# Ruger @ 12 mos, natural stack



## RebelMoonGSDs (Oct 1, 2009)

Okay, the last time I tried to stack Ruger it didn't work out so well for critique, so I got some "natural stack" pictures, and I think they are better than before, so I'd like to see what the thoughts are.

Also, please any tips on how I could have "tweaked" him into a better stance would be very appreciated! I find that if I try to stack him completely by hand he looks very awkward.


Natural stacks:


Side note: Ruger is now 13 mos old, 25.5" at the shoulder and 78.8 lbs.




























Head profile:












Thank you for looking!


----------



## bianca (Mar 28, 2010)

Sorry I know nothing about critiquing but just wanted to say that his head shot... :wub:


----------



## RebelMoonGSDs (Oct 1, 2009)

Oh, and I should probably mention that Ruger is from Czech x Am. lines.

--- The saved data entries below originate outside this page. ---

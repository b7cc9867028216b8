// SPDX-FileCopyrightText: 2026 ArcheBase
//
// SPDX-License-Identifier: MulanPSL-2.0

//! Self-describing block decoding.
//!
//! Every block starts with a fixed 16-byte header:
//! - name: 8 bytes, null-padded ASCII
//! - type/flag word: u32, low byte selects the element type, high bits carry
//!   the directory markers (start-of-group, end-of-group, end-of-file)
//! - element count: u32
//!
//! A block with no marker flags and a nonzero count carries `count` elements
//! of the declared type immediately after the header. Header decode and
//! payload read are separate operations: the driver needs the marker flags
//! and the name before deciding how to route the payload.

use std::io::{Read, Seek};

use byteorder::{LittleEndian, ReadBytesExt};

use crate::core::{ElementType, FieldValue, GdfError, Result};

/// Width of the block name field in bytes.
pub const BLOCK_NAME_LEN: usize = 8;

/// Fixed block header size in bytes.
pub const BLOCK_HEADER_LEN: usize = 16;

/// Mask selecting the element type code from the type/flag word.
const TYPE_MASK: u32 = 0x0000_00FF;

/// Type/flag word bit: this block opens a directory group.
pub const FLAG_GROUP_BEGIN: u32 = 0x0000_0100;

/// Type/flag word bit: this block closes the current directory group.
pub const FLAG_GROUP_END: u32 = 0x0000_0200;

/// Type/flag word bit: explicit end-of-file marker.
pub const FLAG_END_OF_FILE: u32 = 0x0000_0400;

/// One decoded block header.
#[derive(Debug, Clone, PartialEq)]
pub struct BlockHeader {
    /// Field name, null padding stripped
    pub name: String,
    /// Declared element type
    pub element_type: ElementType,
    /// Declared element count
    pub count: u32,
    /// Start-of-group marker
    pub begins_group: bool,
    /// End-of-group marker
    pub ends_group: bool,
    /// End-of-file marker
    pub end_of_file: bool,
}

impl BlockHeader {
    /// Whether this block declares payload data.
    pub fn has_payload(&self) -> bool {
        self.count > 0 && self.element_type.size().is_some()
    }
}

/// Result of attempting to read the next block header.
#[derive(Debug)]
pub enum BlockRead {
    /// A complete header was decoded
    Header(BlockHeader),
    /// The stream ended at a block boundary; normal loop termination
    EndOfStream,
}

/// Sequential block reader over a byte stream.
///
/// Tracks the current byte offset and total stream length so the driver can
/// report fractional progress, and checks an optional cancellation flag once
/// per block boundary.
pub struct BlockCursor<'a, R> {
    reader: &'a mut R,
    offset: u64,
    total: u64,
}

impl<'a, R: Read + Seek> BlockCursor<'a, R> {
    /// Wrap a stream. `total` is the full stream length in bytes.
    pub fn new(reader: &'a mut R, total: u64) -> Result<Self> {
        let offset = reader
            .stream_position()
            .map_err(|e| GdfError::unseekable(e.to_string()))?;
        Ok(BlockCursor {
            reader,
            offset,
            total,
        })
    }

    /// Current byte offset in the stream.
    pub fn offset(&self) -> u64 {
        self.offset
    }

    /// Fractional position in [0.0, 1.0].
    pub fn fraction(&self) -> f64 {
        if self.total == 0 {
            1.0
        } else {
            (self.offset as f64 / self.total as f64).min(1.0)
        }
    }

    /// Decode the next block header.
    ///
    /// A read that yields fewer bytes than the fixed header size is the
    /// normal end-of-stream condition, not an error.
    pub fn next_header(&mut self) -> Result<BlockRead> {
        let mut buf = [0u8; BLOCK_HEADER_LEN];
        let mut filled = 0;
        while filled < BLOCK_HEADER_LEN {
            let n = self.reader.read(&mut buf[filled..])?;
            if n == 0 {
                break;
            }
            filled += n;
        }
        if filled < BLOCK_HEADER_LEN {
            self.offset += filled as u64;
            return Ok(BlockRead::EndOfStream);
        }

        let header_offset = self.offset;
        self.offset += BLOCK_HEADER_LEN as u64;

        let name_end = buf[..BLOCK_NAME_LEN]
            .iter()
            .position(|&b| b == 0)
            .unwrap_or(BLOCK_NAME_LEN);
        let name = String::from_utf8_lossy(&buf[..name_end]).into_owned();

        let word = u32::from_le_bytes([buf[8], buf[9], buf[10], buf[11]]);
        let count = u32::from_le_bytes([buf[12], buf[13], buf[14], buf[15]]);

        let code = (word & TYPE_MASK) as u8;
        let element_type = match ElementType::from_code(code) {
            Some(ty) => ty,
            // Unknown codes are only fatal when a payload of unknown width
            // would desynchronize the stream.
            None if count > 0 => {
                return Err(GdfError::unsupported_type(name, code, header_offset))
            }
            None => ElementType::Undefined,
        };

        Ok(BlockRead::Header(BlockHeader {
            name,
            element_type,
            count,
            begins_group: word & FLAG_GROUP_BEGIN != 0,
            ends_group: word & FLAG_GROUP_END != 0,
            end_of_file: word & FLAG_END_OF_FILE != 0,
        }))
    }

    /// Read the payload declared by `header`.
    ///
    /// Must be called exactly once for every header with
    /// [`BlockHeader::has_payload`], immediately after the header decode; the
    /// stream stays self-synchronizing only if payloads are consumed eagerly.
    pub fn read_value(&mut self, header: &BlockHeader) -> Result<FieldValue> {
        let count = header.count as usize;
        let elem_size = header
            .element_type
            .size()
            .ok_or_else(|| GdfError::unsupported_type(header.name.clone(), header.element_type.code(), self.offset))?;
        let payload_len = count * elem_size;
        let payload_offset = self.offset;

        let truncated =
            |_| GdfError::truncated_payload(header.name.clone(), payload_offset, payload_len);

        let value = match header.element_type {
            ElementType::Ascii => {
                let mut buf = vec![0u8; count];
                self.reader.read_exact(&mut buf).map_err(truncated)?;
                FieldValue::Bytes(buf)
            }
            ElementType::Int8 => {
                let mut buf = vec![0i8; count];
                self.reader.read_i8_into(&mut buf).map_err(truncated)?;
                FieldValue::Int8(buf)
            }
            ElementType::UInt8 => {
                let mut buf = vec![0u8; count];
                self.reader.read_exact(&mut buf).map_err(truncated)?;
                FieldValue::UInt8(buf)
            }
            ElementType::Int16 => {
                let mut buf = vec![0i16; count];
                self.reader
                    .read_i16_into::<LittleEndian>(&mut buf)
                    .map_err(truncated)?;
                FieldValue::Int16(buf)
            }
            ElementType::UInt16 => {
                let mut buf = vec![0u16; count];
                self.reader
                    .read_u16_into::<LittleEndian>(&mut buf)
                    .map_err(truncated)?;
                FieldValue::UInt16(buf)
            }
            ElementType::Int32 => {
                let mut buf = vec![0i32; count];
                self.reader
                    .read_i32_into::<LittleEndian>(&mut buf)
                    .map_err(truncated)?;
                FieldValue::Int32(buf)
            }
            ElementType::UInt32 => {
                let mut buf = vec![0u32; count];
                self.reader
                    .read_u32_into::<LittleEndian>(&mut buf)
                    .map_err(truncated)?;
                FieldValue::UInt32(buf)
            }
            ElementType::Int64 => {
                let mut buf = vec![0i64; count];
                self.reader
                    .read_i64_into::<LittleEndian>(&mut buf)
                    .map_err(truncated)?;
                FieldValue::Int64(buf)
            }
            ElementType::UInt64 => {
                let mut buf = vec![0u64; count];
                self.reader
                    .read_u64_into::<LittleEndian>(&mut buf)
                    .map_err(truncated)?;
                FieldValue::UInt64(buf)
            }
            ElementType::Float32 => {
                let mut buf = vec![0f32; count];
                self.reader
                    .read_f32_into::<LittleEndian>(&mut buf)
                    .map_err(truncated)?;
                FieldValue::Float32(buf)
            }
            ElementType::Float64 => {
                let mut buf = vec![0f64; count];
                self.reader
                    .read_f64_into::<LittleEndian>(&mut buf)
                    .map_err(truncated)?;
                FieldValue::Float64(buf)
            }
            ElementType::Undefined => {
                return Err(GdfError::unsupported_type(
                    header.name.clone(),
                    header.element_type.code(),
                    payload_offset,
                ))
            }
        };

        self.offset += payload_len as u64;
        Ok(value)
    }
}
//! Error taxonomy for orchestration operations.
//!
//! "No operating point" is not an error: it is reported as `None`.

use super::state::StageKind;
use crate::services::ServiceError;
use crate::types::CurveValidationError;
use thiserror::Error;

#[derive(Debug, Error)]
pub enum AnalysisError {
    /// A curve was malformed; retrying with the same data will fail again.
    #[error("invalid curve: {0}")]
    Validation(#[from] CurveValidationError),

    /// A remote calculation failed; the stage is marked failed and prior
    /// results are kept.
    #[error("{stage} calculation failed: {source}")]
    Upstream {
        stage: StageKind,
        #[source]
        source: ServiceError,
    },

    /// The operation ran before a stage it depends on. No remote call was made.
    #[error("precondition not met: {0}")]
    Precondition(String),
}

impl AnalysisError {
    pub fn is_retryable(&self) -> bool {
        match self {
            AnalysisError::Upstream { source, .. } => source.is_retryable(),
            AnalysisError::Validation(_) | AnalysisError::Precondition(_) => false,
        }
    }

    pub fn stage(&self) -> Option<StageKind> {
        match self {
            AnalysisError::Upstream { stage, .. } => Some(*stage),
            _ => None,
        }
    }
}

Bianca, thank you very much.


----------



## JakodaCD OA (May 14, 2000)

well I think he's gorgeous)

It's tough 'showing' a mixed dog in the akc ring around here anyhow..when I had started with Dodge, (who was ddr/am show line) I went to every match I could find, between here, RI, mass, you name it,,but that was years ago. There are very very few matches around anymore (to bad they were FUN!) whereas at the time, there was one every weekend spring thru fall..

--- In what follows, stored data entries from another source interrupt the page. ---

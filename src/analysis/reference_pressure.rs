//! Reference (bubble-point) pressure selection.
//!
//! Evaluated as an ordered list of fallible lookups; the first one that
//! produces a finite, positive value wins:
//!
//! 1. value for the method the service recommends
//! 2. value for the configured default method
//! 3. any available per-method value (alphabetical by method)
//! 4. value embedded in the point-value result
//!
//! If all four miss, `min(fraction × GOR, cap)` is used and logged as a
//! degraded result. Selection never fails.

use crate::config::FluidConfig;
use crate::types::{FluidCurveResponse, FluidPropertiesResponse, ReferencePressureSource};
use tracing::{debug, warn};

/// Everything the lookups may draw from.
#[derive(Debug, Clone, Copy)]
pub struct ReferencePressureInputs<'a> {
    /// `None` when the curve call failed
    pub curve: Option<&'a FluidCurveResponse>,
    pub properties: &'a FluidPropertiesResponse,
    /// scf/stb
    pub gas_oil_ratio: f64,
    pub default_method: &'a str,
}

#[derive(Debug, Clone, PartialEq)]
pub struct ResolvedReferencePressure {
    pub value: f64,
    pub source: ReferencePressureSource,
    pub method: Option<String>,
}

type Lookup = fn(&ReferencePressureInputs<'_>) -> Option<(f64, Option<String>)>;

const LOOKUP_CHAIN: [(ReferencePressureSource, Lookup); 4] = [
    (ReferencePressureSource::Recommended, recommended_method),
    (ReferencePressureSource::DefaultMethod, default_method),
    (ReferencePressureSource::AnyAvailable, any_available),
    (ReferencePressureSource::Embedded, embedded),
];

/// Run the fallback chain.
pub fn resolve_reference_pressure(
    inputs: &ReferencePressureInputs<'_>,
    cfg: &FluidConfig,
) -> ResolvedReferencePressure {
    for (source, lookup) in LOOKUP_CHAIN {
        if let Some((value, method)) = lookup(inputs) {
            debug!(%source, value, method = ?method, "reference pressure resolved");
            return ResolvedReferencePressure {
                value,
                source,
                method,
            };
        }
    }

    let value = gor_estimate(inputs.gas_oil_ratio, cfg);
    warn!(
        gor = inputs.gas_oil_ratio,
        value, "no correlation bubble point available, using GOR estimate (degraded)"
    );
    ResolvedReferencePressure {
        value,
        source: ReferencePressureSource::GorEstimate,
        method: None,
    }
}

/// Last-resort estimate `min(fraction × GOR, cap)`; non-finite GOR counts as 0.
pub fn gor_estimate(gas_oil_ratio: f64, cfg: &FluidConfig) -> f64 {
    let gor = if gas_oil_ratio.is_finite() {
        gas_oil_ratio.max(0.0)
    } else {
        0.0
    };
    (cfg.gor_estimate_fraction * gor).min(cfg.gor_estimate_cap)
}

fn usable(v: f64) -> Option<f64> {
    (v.is_finite() && v > 0.0).then_some(v)
}

fn method_value(
    inputs: &ReferencePressureInputs<'_>,
    method: &str,
) -> Option<(f64, Option<String>)> {
    let curve = inputs.curve?;
    curve
        .metadata
        .bubble_points
        .iter()
        .find(|(name, _)| name.eq_ignore_ascii_case(method))
        .and_then(|(name, &v)| usable(v).map(|v| (v, Some(name.clone()))))
}

fn recommended_method(inputs: &ReferencePressureInputs<'_>) -> Option<(f64, Option<String>)> {
    let method = inputs.curve?.metadata.recommended_correlations.pb.as_deref()?;
    method_value(inputs, method)
}

fn default_method(inputs: &ReferencePressureInputs<'_>) -> Option<(f64, Option<String>)> {
    method_value(inputs, inputs.default_method)
}

fn any_available(inputs: &ReferencePressureInputs<'_>) -> Option<(f64, Option<String>)> {
    inputs
        .curve?
        .metadata
        .bubble_points
        .iter()
        .find_map(|(name, &v)| usable(v).map(|v| (v, Some(name.clone()))))
}

fn embedded(inputs: &ReferencePressureInputs<'_>) -> Option<(f64, Option<String>)> {
    inputs.properties.embedded_reference_pressure().map(|v| (v, None))
}
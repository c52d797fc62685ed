//! Flow-path geometry handed to the lift-performance service.

use crate::types::{ComponentRow, GeometrySegment};

/// Convert a committed layout into geometry segments, skipping rows with no
/// length.
pub fn to_geometry_segments(rows: &[ComponentRow]) -> Vec<GeometrySegment> {
    rows.iter()
        .filter(|r| r.bottom > r.top)
        .map(|r| GeometrySegment {
            top: r.top,
            bottom: r.bottom,
            inner_diameter: r.inner_diameter,
            outer_diameter: r.outer_diameter,
            component_type: r.component_type.clone(),
        })
        .collect()
}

I'd definately suggest finding some handling classes in your area,,alot of fun, and very educational 

He's really nice looking


----------



## RebelMoonGSDs (Oct 1, 2009)

Thanks Jaokda, I'm rather partial to him myself.  I do think it's tough showing a mixed type dog, BUT at the same time, the reason I'd be showing is because I do feel that Am. bred dogs are getting a bit too extreme, but if no one shows anything different, how can change come about? I'm not saying that all Am lines are bad, but a lot of winning dogs seem to be a bit over done to my eyes. I've looked for matches in my area but have only found two or three, and it was too late. I have started thinking about trying to gather a large enough group to start a small kennel club in my area to do AKC fun matches and other events.


----------



## JakodaCD OA (May 14, 2000)

Krystal thats a good idea to try and start your own group. I used to go to alot of matches in RI, at some school, (name escapes me).

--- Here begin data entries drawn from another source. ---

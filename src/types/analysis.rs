//! Analysis inputs, service payloads and derived fluid state
//!
//! Field units follow oilfield conventions: rates in stb/d (liquids) and
//! Mscf/d (gas), pressures in psia, temperatures in °F, depths in ft.

use super::{GeometrySegment, Point};
use chrono::{DateTime, Utc};
use serde::{Deserialize, Serialize};
use std::collections::BTreeMap;

// ============================================================================
// Inflow Performance
// ============================================================================

/// Inputs to the inflow-performance service.
#[derive(Debug, Clone, PartialEq, Serialize, Deserialize)]
pub struct InflowInputs {
    pub reservoir_pressure: f64,
    /// Bubble-point (reference) pressure; overridden after fluid properties run.
    #[serde(default)]
    pub reference_pressure: Option<f64>,
    #[serde(default)]
    pub productivity_index: Option<f64>,
    #[serde(default)]
    pub test_rate: Option<f64>,
    #[serde(default)]
    pub test_pressure: Option<f64>,
    #[serde(default = "default_inflow_model")]
    pub model: String,
    #[serde(default = "default_inflow_points")]
    pub points: u32,
}

fn default_inflow_model() -> String {
    "vogel".to_string()
}

fn default_inflow_points() -> u32 {
    20
}

impl Default for InflowInputs {
    fn default() -> Self {
        Self {
            reservoir_pressure: 3000.0,
            reference_pressure: None,
            productivity_index: Some(1.0),
            test_rate: None,
            test_pressure: None,
            model: default_inflow_model(),
            points: default_inflow_points(),
        }
    }
}

#[derive(Debug, Clone, Serialize, Deserialize)]
pub struct InflowResponse {
    pub inflow_curve: Vec<Point>,
}

// ============================================================================
// Fluid Properties (PVT)
// ============================================================================

/// Inputs to the fluid-property service.
#[derive(Debug, Clone, PartialEq, Serialize, Deserialize)]
pub struct FluidInputs {
    pub oil_rate: f64,
    #[serde(default)]
    pub water_rate: f64,
    /// Mscf/d
    #[serde(default)]
    pub gas_rate: f64,
    /// °API
    pub oil_gravity: f64,
    pub gas_gravity: f64,
    #[serde(default = "default_water_gravity")]
    pub water_gravity: f64,
    pub temperature: f64,
    pub pressure: f64,
    /// Property → correlation name overrides
    #[serde(default)]
    pub correlations: BTreeMap<String, String>,
}

fn default_water_gravity() -> f64 {
    1.07
}

impl Default for FluidInputs {
    fn default() -> Self {
        Self {
            oil_rate: 1000.0,
            water_rate: 0.0,
            gas_rate: 500.0,
            oil_gravity: 35.0,
            gas_gravity: 0.65,
            water_gravity: default_water_gravity(),
            temperature: 180.0,
            pressure: 3000.0,
            correlations: BTreeMap::new(),
        }
    }
}

impl FluidInputs {
    /// Producing gas-oil ratio in scf/stb; zero when there is no oil rate.
    pub fn gas_oil_ratio(&self) -> f64 {
        if self.oil_rate > 0.0 && self.gas_rate.is_finite() {
            self.gas_rate * 1000.0 / self.oil_rate
        } else {
            0.0
        }
    }
}

/// Point-value result from the fluid-property service.
#[derive(Debug, Clone, Default, Serialize, Deserialize)]
pub struct FluidPropertiesResponse {
    #[serde(default)]
    pub values: BTreeMap<String, f64>,
    #[serde(default)]
    pub metadata: FluidPropertiesMetadata,
}

#[derive(Debug, Clone, Default, Serialize, Deserialize)]
pub struct FluidPropertiesMetadata {
    #[serde(default, alias = "pb")]
    pub bubble_point: Option<f64>,
    #[serde(default)]
    pub correlations_used: BTreeMap<String, String>,
}

impl FluidPropertiesResponse {
    /// Reference pressure carried in the point-value result itself.
    pub fn embedded_reference_pressure(&self) -> Option<f64> {
        self.metadata
            .bubble_point
            .or_else(|| self.values.get("pb").copied())
            .filter(|v| v.is_finite() && *v > 0.0)
    }

    /// Gas-oil ratio as computed by the service, if it reported one.
    pub fn computed_gas_oil_ratio(&self) -> Option<f64> {
        self.values
            .get("gor")
            .or_else(|| self.values.get("rs"))
            .copied()
            .filter(|v| v.is_finite() && *v >= 0.0)
    }
}

/// Property-vs-pressure curve result; only the metadata is consumed here.
#[derive(Debug, Clone, Default, Serialize, Deserialize)]
pub struct FluidCurveResponse {
    #[serde(default)]
    pub metadata: FluidCurveMetadata,
}

#[derive(Debug, Clone, Default, Serialize, Deserialize)]
pub struct FluidCurveMetadata {
    /// Correlation method → bubble-point pressure
    #[serde(default)]
    pub bubble_points: BTreeMap<String, f64>,
    #[serde(default)]
    pub recommended_correlations: RecommendedCorrelations,
}

#[derive(Debug, Clone, Default, Serialize, Deserialize)]
pub struct RecommendedCorrelations {
    #[serde(default)]
    pub pb: Option<String>,
}

/// Where the reference pressure of a fluid snapshot came from.
#[derive(Debug, Clone, Copy, PartialEq, Eq, Serialize, Deserialize)]
#[serde(rename_all = "snake_case")]
pub enum ReferencePressureSource {
    /// Value for the method the service recommends
    Recommended,
    /// Value for the configured default method
    DefaultMethod,
    /// First value available from any method
    AnyAvailable,
    /// Value embedded in the point-value result
    Embedded,
    /// `min(fraction × GOR, cap)` heuristic
    GorEstimate,
}

impl ReferencePressureSource {
    /// True when the value did not come from a correlation run.
    pub fn is_degraded(self) -> bool {
        matches!(self, Self::GorEstimate)
    }
}

impl std::fmt::Display for ReferencePressureSource {
    fn fmt(&self, f: &mut std::fmt::Formatter<'_>) -> std::fmt::Result {
        let s = match self {
            Self::Recommended => "recommended",
            Self::DefaultMethod => "default_method",
            Self::AnyAvailable => "any_available",
            Self::Embedded => "embedded",
            Self::GorEstimate => "gor_estimate",
        };
        f.write_str(s)
    }
}

/// Derived fluid state shared by every lift-performance run.
#[derive(Debug, Clone, PartialEq, Serialize, Deserialize)]
pub struct FluidSnapshot {
    pub oil_rate: f64,
    pub water_rate: f64,
    pub gas_rate: f64,
    pub gas_oil_ratio: f64,
    pub oil_gravity: f64,
    pub gas_gravity: f64,
    pub water_gravity: f64,
    pub temperature: f64,
    pub reference_pressure: Option<f64>,
    pub reference_pressure_source: Option<ReferencePressureSource>,
    /// Correlation the reference pressure belongs to, when known
    pub reference_method: Option<String>,
    pub properties: BTreeMap<String, f64>,
    pub computed_at: DateTime<Utc>,
}

impl FluidSnapshot {
    pub fn liquid_rate(&self) -> f64 {
        self.oil_rate + self.water_rate
    }
}

// ============================================================================
// Lift Performance (VLP)
// ============================================================================

/// A directional survey station.
#[derive(Debug, Clone, Copy, PartialEq, Serialize, Deserialize)]
pub struct SurveyStation {
    pub md: f64,
    pub inclination: f64,
    #[serde(default)]
    pub azimuth: f64,
}

/// Caller-supplied lift-performance inputs. Fluid fields are optional because
/// the fluid snapshot overrides them whenever it carries a value.
#[derive(Debug, Clone, PartialEq, Serialize, Deserialize)]
pub struct LiftInputs {
    #[serde(default)]
    pub oil_rate: Option<f64>,
    #[serde(default)]
    pub water_rate: Option<f64>,
    #[serde(default)]
    pub gas_rate: Option<f64>,
    #[serde(default)]
    pub oil_gravity: Option<f64>,
    #[serde(default)]
    pub gas_gravity: Option<f64>,
    #[serde(default)]
    pub water_gravity: Option<f64>,
    #[serde(default)]
    pub reference_pressure: Option<f64>,
    #[serde(default)]
    pub temperature: Option<f64>,
    #[serde(default)]
    pub reservoir_pressure: Option<f64>,
    /// Wellhead pressure
    #[serde(default = "default_surface_pressure")]
    pub surface_pressure: f64,
    #[serde(default)]
    pub method: Option<String>,
    #[serde(default)]
    pub mode: Option<String>,
    #[serde(default)]
    pub survey: Vec<SurveyStation>,
}

fn default_surface_pressure() -> f64 {
    100.0
}

impl Default for LiftInputs {
    fn default() -> Self {
        Self {
            oil_rate: None,
            water_rate: None,
            gas_rate: None,
            oil_gravity: None,
            gas_gravity: None,
            water_gravity: None,
            reference_pressure: None,
            temperature: None,
            reservoir_pressure: None,
            surface_pressure: default_surface_pressure(),
            method: None,
            mode: None,
            survey: Vec::new(),
        }
    }
}

/// Fluid block of a lift-performance request.
#[derive(Debug, Clone, Default, PartialEq, Serialize, Deserialize)]
pub struct LiftFluidProperties {
    pub oil_rate: f64,
    pub water_rate: f64,
    pub gas_rate: f64,
    pub oil_gravity: f64,
    pub gas_gravity: f64,
    pub water_gravity: f64,
    pub reference_pressure: f64,
    #[serde(default, skip_serializing_if = "Option::is_none")]
    pub temperature: Option<f64>,
    #[serde(default, skip_serializing_if = "Option::is_none")]
    pub reservoir_pressure: Option<f64>,
    /// Pass-through numeric properties (sensitivity on arbitrary names)
    #[serde(flatten)]
    pub extra: BTreeMap<String, f64>,
}

impl LiftFluidProperties {
    pub fn liquid_rate(&self) -> f64 {
        self.oil_rate + self.water_rate
    }
}

/// Full request to the lift-performance service.
#[derive(Debug, Clone, PartialEq, Serialize, Deserialize)]
pub struct LiftRequest {
    pub fluid_properties: LiftFluidProperties,
    pub geometry: Vec<GeometrySegment>,
    pub method: String,
    pub surface_pressure: f64,
    pub mode: String,
    #[serde(default)]
    pub survey_data: Vec<SurveyStation>,
}

#[derive(Debug, Clone, Copy, PartialEq, Serialize, Deserialize)]
pub struct ProfilePoint {
    pub depth: f64,
    pub pressure: f64,
}

/// Pressure traverse returned by the lift-performance service.
#[derive(Debug, Clone, PartialEq, Serialize, Deserialize)]
pub struct LiftResponse {
    #[serde(default)]
    pub pressure_profile: Vec<ProfilePoint>,
    #[serde(default)]
    pub bottomhole_pressure: Option<f64>,
}

impl LiftResponse {
    /// Reported bottom-hole pressure, or the deepest profile sample.
    pub fn resolved_bottomhole_pressure(&self) -> Option<f64> {
        self.bottomhole_pressure
            .filter(|p| p.is_finite())
            .or_else(|| {
                self.pressure_profile
                    .iter()
                    .filter(|p| p.depth.is_finite() && p.pressure.is_finite())
                    .max_by(|a, b| a.depth.total_cmp(&b.depth))
                    .map(|p| p.pressure)
            })
    }
}

/// Inputs to the correlation recommendation call.
#[derive(Debug, Clone, Default, PartialEq, Serialize, Deserialize)]
pub struct RecommendationInputs {
    /// Maximum well inclination (degrees from vertical)
    pub inclination: f64,
    /// Mscf/d
    pub gas_rate: f64,
    #[serde(default)]
    pub liquid_rate: f64,
    #[serde(default)]
    pub tubing_inner_diameter: Option<f64>,
}

#[derive(Debug, Clone, Serialize, Deserialize)]
pub struct RecommendationResponse {
    pub method: String,
}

The reason I started Dodge, was just that, and I wanted to learn the "ring thing", and felt he was a good rep of the breed tho I had no desire to breed him.

He took Group everytime we "matched",,and when I began showing him, (I had a handler, the 'ring thing' stressed me out big time! LOL) and took RWD everytime he stepped in the ring. (kinda like always a bridesmaid never a bride

I was happy with that, I was also happy that he was probably the most well behaved dog in the ring most times, alot of the dogs he showed against were coming out of top show breeders at the time (am lines) and well, most were just 'whacked out',,wanted to be anywhere but where they were. 

So Dodge made me proud, and at 3 years of age, I decided to move on , neuter him and do different things..It was fun and educational while we were doing it tho


----------



## RebelMoonGSDs (Oct 1, 2009)

JakodaCD OA said:


> Krystal thats a good idea to try and start your own group. I used to go to alot of matches in RI, at some school, (name escapes me).



I actually had a good suggestion from another member here I have been talking to. There is an all breed club not too too far from me, and though they don't do many matches, if I became a member and active with them, I may be able to suggest holding more matches, which I think would also be a potential good way to gain more new members, as well as giving me the experience to, if I still felt the need to, create my own club later on down the road.

Ruger is AKC Limited Reg. so I can only show him in matches, but the breeder would possibly consider giving him Full Registration if he did well showing at AKC matches or in UKC (I haven't registered him with the UKC yet, I am up in the air as to if I want to do this or not, but he fits their standard a bit better), as well as in a "sport" like Agility or Herding, and I already have plans to get Ru TD certified as well, so if all goals are met and all health clearances are gained (even though I never plan to breed him) I would be able to probably get Full Reg and start him in the AKC ring. Sorry that's so long winded! lol

I also have a goal for myself, I want to handle dogs in the breed ring, so it will also be a starting point for me to get to that goal.


----------



## JakodaCD OA (May 14, 2000)

that's a good idea ! I know the all breed clubs around here, that used to hold matches, kind of fizzled because no one wanted to get them moving to do so !

We have one match near me each year, in Guilford CT, they do breed, obed, rally, agility run thrus, cgc, tho it tends to be a big endeavor, I know it's always packed because it's the only one around !!

I say go for it)


----------



## lhczth (Apr 5, 2000)

Very masculine young male with a flat withers, but a nice topline otherwise. His croups should be long. Very good front angulation, good to very good rear. He apprears to toe out in front. Excelent head though I want to see a much darker eye.


----------